Die beiden Referenten des ersten Teils waren der Direktor der Humanistischen Akademie, Berlin, Dr. Horst Groschopp (Er sprach über: „Neuer Humanismus“ – eine neue Konfession?) und der Theologe und Pastor Dr. Andreas Fincke (Er hatte das Thema: „Neuer Atheismus“ – Kampfsagen an die Kirchen?).
Der Leiter des Interkulturellen Dialogs der Friedrich-Ebert-Stiftung, Dr. Johannes Kandel, eröffnete den Nachmittag mit einem kleinen Streifzug durch die Konfessionslosen, seien es Freidenker, Laizisten, Humanisten, Atheisten, die hinsichtlich der Religion keine Homogenität erkennen lassen. Heute solle der Focus auf den Neuen Atheisten liegen. Für die Sozialdemokratie betonte er, dass die SPD niemals eine atheistische, antiklerikale Partei gewesen sei. Der Satz von Marx: „Religion ist das Opium des Volkes“ sei erst in den 1920er Jahren in Prominenz gekommen. Die SPD erwartete vorher (nach Friedrich Engels) das schlichte Absterben der Religion. So sei die SPD durch Materialismus und Aufklärung geprägt: „Religion ist Privatsache. Trennung von Staat und Kirche!“, wie es im Erfurter Programm stehe. Nach Bebel hieß es: „Christentum und Sozialismus sind wie Feuer und Wasser.“ Mit dem Godesberger Programm habe sich die SPD aber einem weltanschaulichen Pluralismus geöffnet und der Religion ihren Platz in der Öffentlichkeit zugesichert.“
Bemerkenswert war dabei, dass von ihm die Laizisten pauschal in die weltanschauliche Gruppe der Freidenker, Humanisten und Atheisten zugeordnet worden war.

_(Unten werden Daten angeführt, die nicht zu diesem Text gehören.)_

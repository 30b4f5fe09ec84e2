//! `groqchat new`, `load`, and `export` command implementations.

use crate::cli::open_chat;
use crate::cli::render::Printer;
use crate::config::Config;
use crate::core::Orchestrator;
use crate::error::Result;
use chrono::Utc;
use std::fs;
use std::path::PathBuf;

/// Run the new command.
///
/// # Errors
///
/// Returns an error if storage cannot be opened or written.
pub fn run_new(config: &Config) -> Result<()> {
    let chat = open_chat(config)?;
    chat.start_new()?;
    Printer::for_settings(&chat.settings()).status("New chat started");
    Ok(())
}

/// Run the load command.
///
/// Makes a saved chat the active one and replays every turn.
///
/// # Errors
///
/// Returns `Error::RecordNotFound` for an unknown id, or a storage error.
pub fn run_load(config: &Config, id: u64) -> Result<()> {
    let chat = open_chat(config)?;
    let printer = Printer::for_settings(&chat.settings());

    let turns = chat.load_record(id)?;
    for turn in &turns {
        printer.turn(turn);
    }
    printer.status("Chat loaded");
    Ok(())
}

/// Run the export command.
///
/// # Errors
///
/// Returns `Error::Validation` if there is nothing to export, or an I/O
/// error writing the file.
pub fn run_export(config: &Config, output: Option<PathBuf>) -> Result<()> {
    let chat = open_chat(config)?;
    let path = write_export(&chat, output)?;
    Printer::for_settings(&chat.settings())
        .status(&format!("Chat exported to {}", path.display()));
    Ok(())
}

/// Write the active chat transcript, returning where it went.
///
/// # Errors
///
/// Returns `Error::Validation` if the active chat is empty, or an I/O error.
pub fn write_export(chat: &Orchestrator, output: Option<PathBuf>) -> Result<PathBuf> {
    let text = chat.export_active()?;
    let path = output.unwrap_or_else(default_export_path);
    fs::write(&path, text)?;
    tracing::debug!(path = %path.display(), "exported chat");
    Ok(path)
}

fn default_export_path() -> PathBuf {
    PathBuf::from(format!("groqchat-chat-{}.txt", Utc::now().timestamp_millis()))
}
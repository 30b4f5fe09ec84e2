//! `groqchat send` command implementation.

use crate::cli::open_chat;
use crate::cli::render::Printer;
use crate::config::Config;
use crate::core::Turn;
use crate::error::Result;

/// Run the send command.
///
/// Sends one message in the active conversation and prints the reply.
///
/// # Errors
///
/// Returns validation, API, or storage errors from the send.
pub fn run(config: &Config, message: &str) -> Result<()> {
    let chat = open_chat(config)?;
    let printer = Printer::for_settings(&chat.settings());

    let outcome = chat.submit(message);
    printer.bell();

    let reply = outcome?;
    printer.turn(&Turn::assistant(reply));
    Ok(())
}
use std::process::Command;

fn main() {
    println!("cargo:rerun-if-changed=.git/HEAD");
    println!("cargo:rerun-if-changed=.git/refs/heads/");
    println!("cargo:rerun-if-changed=.git/refs/tags/");

    let git_hash = Command::new("git")
        .args(["rev-parse", "--short", "HEAD"])
        .output()
        .ok()
        .filter(|output| output.status.success())
        .and_then(|output| String::from_utf8(output.stdout).ok())
        .map_or_else(|| "unknown".to_string(), |s| s.trim().to_string());

    // Release builds sit exactly on a v* tag
    let is_release = Command::new("git")
        .args(["describe", "--exact-match", "--tags", "HEAD"])
        .output()
        .is_ok_and(|output| output.status.success());

    println!("cargo:rustc-env=GROQCHAT_GIT_HASH={git_hash}");
    println!("cargo:rustc-env=GROQCHAT_IS_RELEASE={is_release}");
}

Den beiden folgenden Referenten war gemeinsam, dass sie sich um die thematische Vorgabe nur wenig scherten und sich nur am Rande mit dem Neuen Atheismus auseinandersetzten.
Horst Groschopp beschäftigte sich vorwiegend mit dem Neuen Humanismus und seiner Geschichte (sein Text wurde auf der Internetseite der Humanistischen Akademie veröffentlicht). Er stellte personelle Überschneidungen zwischen Neuem Humanismus und Neuem Atheismus fest und konstatierte Verwirrungen, Defizite, was ihre Konfessionalität angehe, und ihren Unwillen, sich als Weltanschauungsgemeinschaft zu organisieren.

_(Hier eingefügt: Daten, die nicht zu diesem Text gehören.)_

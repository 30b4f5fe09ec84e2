//! User-adjustable chat settings.
//!
//! Settings are persisted as one JSON object. Loading overlays whatever
//! usable fields were stored on top of the defaults, so a partial or
//! partly-corrupted object still loads.

use crate::error::{Error, Result};
use crate::storage::{KeyValueStore, SETTINGS_KEY};
use serde::{Deserialize, Serialize};
use serde_json::{Map, Value};
use std::ops::RangeInclusive;

/// Default model identifier.
pub const DEFAULT_MODEL: &str = "llama-3.3-70b-versatile";

/// Accepted sampling temperatures.
pub const TEMPERATURE_RANGE: RangeInclusive<f64> = 0.0..=2.0;

/// Sampling and presentation settings.
#[derive(Debug, Clone, Serialize, Deserialize, PartialEq)]
#[serde(rename_all = "camelCase")]
pub struct Settings {
    /// Model identifier sent with every request.
    pub model: String,

    /// Sampling temperature.
    pub temperature: f64,

    /// Output token cap.
    pub max_tokens: u32,

    /// Dark terminal palette.
    pub dark_mode: bool,

    /// Ring the terminal bell on replies and errors.
    pub sound_effects: bool,
}

impl Default for Settings {
    fn default() -> Self {
        Self {
            model: DEFAULT_MODEL.to_string(),
            temperature: 0.7,
            max_tokens: 1024,
            dark_mode: true,
            sound_effects: true,
        }
    }
}

impl Settings {
    /// Check that every field is usable for a request.
    ///
    /// # Errors
    ///
    /// Returns `Error::Validation` naming the first bad field.
    pub fn validate(&self) -> Result<()> {
        if self.model.trim().is_empty() {
            return Err(Error::Validation("Model must not be empty".to_string()));
        }
        if !TEMPERATURE_RANGE.contains(&self.temperature) {
            return Err(Error::Validation(format!(
                "Temperature must be between {} and {}",
                TEMPERATURE_RANGE.start(),
                TEMPERATURE_RANGE.end()
            )));
        }
        if self.max_tokens == 0 {
            return Err(Error::Validation(
                "Max tokens must be at least 1".to_string(),
            ));
        }
        Ok(())
    }

    /// Set one field from its textual form.
    ///
    /// Field names accept both `max-tokens` and `maxTokens` spellings.
    ///
    /// # Errors
    ///
    /// Returns `Error::Validation` for an unknown field or an unparsable or
    /// out-of-range value. `self` is left untouched on error.
    pub fn set(&mut self, field: &str, value: &str) -> Result<()> {
        let mut updated = self.clone();
        let value = value.trim();
        let bad_value = || Error::Validation(format!("Invalid value for {field}: {value}"));

        match field {
            "model" => updated.model = value.to_string(),
            "temperature" => updated.temperature = value.parse().map_err(|_| bad_value())?,
            "max-tokens" | "maxTokens" | "max_tokens" => {
                updated.max_tokens = value.parse().map_err(|_| bad_value())?;
            }
            "dark-mode" | "darkMode" | "dark_mode" => {
                updated.dark_mode = parse_toggle(value).ok_or_else(bad_value)?;
            }
            "sound-effects" | "soundEffects" | "sound_effects" => {
                updated.sound_effects = parse_toggle(value).ok_or_else(bad_value)?;
            }
            other => {
                return Err(Error::Validation(format!("Unknown setting: {other}")));
            }
        }

        updated.validate()?;
        *self = updated;
        Ok(())
    }

    /// Overlay well-formed fields of a stored object onto these settings.
    fn overlay(mut self, fields: &Map<String, Value>) -> Self {
        if let Some(model) = fields.get("model").and_then(Value::as_str) {
            if !model.trim().is_empty() {
                self.model = model.to_string();
            }
        }
        if let Some(t) = fields.get("temperature").and_then(Value::as_f64) {
            if TEMPERATURE_RANGE.contains(&t) {
                self.temperature = t;
            }
        }
        if let Some(n) = fields.get("maxTokens").and_then(Value::as_u64) {
            if let Ok(n) = u32::try_from(n) {
                if n > 0 {
                    self.max_tokens = n;
                }
            }
        }
        if let Some(b) = fields.get("darkMode").and_then(Value::as_bool) {
            self.dark_mode = b;
        }
        if let Some(b) = fields.get("soundEffects").and_then(Value::as_bool) {
            self.sound_effects = b;
        }
        self
    }
}

fn parse_toggle(value: &str) -> Option<bool> {
    match value.to_lowercase().as_str() {
        "on" | "true" | "yes" | "1" => Some(true),
        "off" | "false" | "no" | "0" => Some(false),
        _ => None,
    }
}

/// Load settings, merging persisted fields over the defaults.
///
/// Never fails: unreadable or malformed data counts as absent.
#[must_use]
pub fn load(store: &dyn KeyValueStore) -> Settings {
    let raw = match store.get(SETTINGS_KEY) {
        Ok(Some(raw)) => raw,
        Ok(None) => return Settings::default(),
        Err(e) => {
            tracing::warn!(error = %e, "failed to read settings, using defaults");
            return Settings::default();
        }
    };

    match serde_json::from_str::<Value>(&raw) {
        Ok(Value::Object(fields)) => Settings::default().overlay(&fields),
        Ok(_) => {
            tracing::warn!("stored settings are not an object, using defaults");
            Settings::default()
        }
        Err(e) => {
            tracing::warn!(error = %e, "ignoring malformed settings");
            Settings::default()
        }
    }
}

/// Persist the full settings object, replacing what was stored.
///
/// # Errors
///
/// Returns an error if serialization or the storage write fails.
pub fn save(store: &dyn KeyValueStore, settings: &Settings) -> Result<()> {
    let json = serde_json::to_string(settings)?;
    store.put(SETTINGS_KEY, &json)?;
    tracing::debug!(model = %settings.model, "saved settings");
    Ok(())
}
//! CLI command implementations.

pub mod chat;
pub mod credential;
pub mod history;
pub mod render;
pub mod send;
pub mod session;
pub mod settings;

use crate::config::Config;
use crate::core::{HttpCompletionClient, Orchestrator};
use crate::error::Result;
use crate::storage::FileBackend;

/// Open the chat state stored under the configured directory.
///
/// # Errors
///
/// Returns an error if the storage directory cannot be created or the HTTP
/// client cannot be built.
pub fn open_chat(config: &Config) -> Result<Orchestrator> {
    let store = FileBackend::new(config.storage.path.clone())?;
    let client = HttpCompletionClient::new(&config.api)?;
    Ok(Orchestrator::open(Box::new(store), Box::new(client)))
}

Er zog eine gekonnte Kurve zum eigentlichen aber verdecktem Thema der Tagung, dem Laizismus, konstatierte, dass die Neuen Humanisten sehr am Laizismus interessiert seien und dass die Gründung der Laizisten in der SPD auf die Giordano Bruno Stiftung zurückzuführen sei, wobei die Stiftung allerdings auch Raum für Gleichberechtigung ließe.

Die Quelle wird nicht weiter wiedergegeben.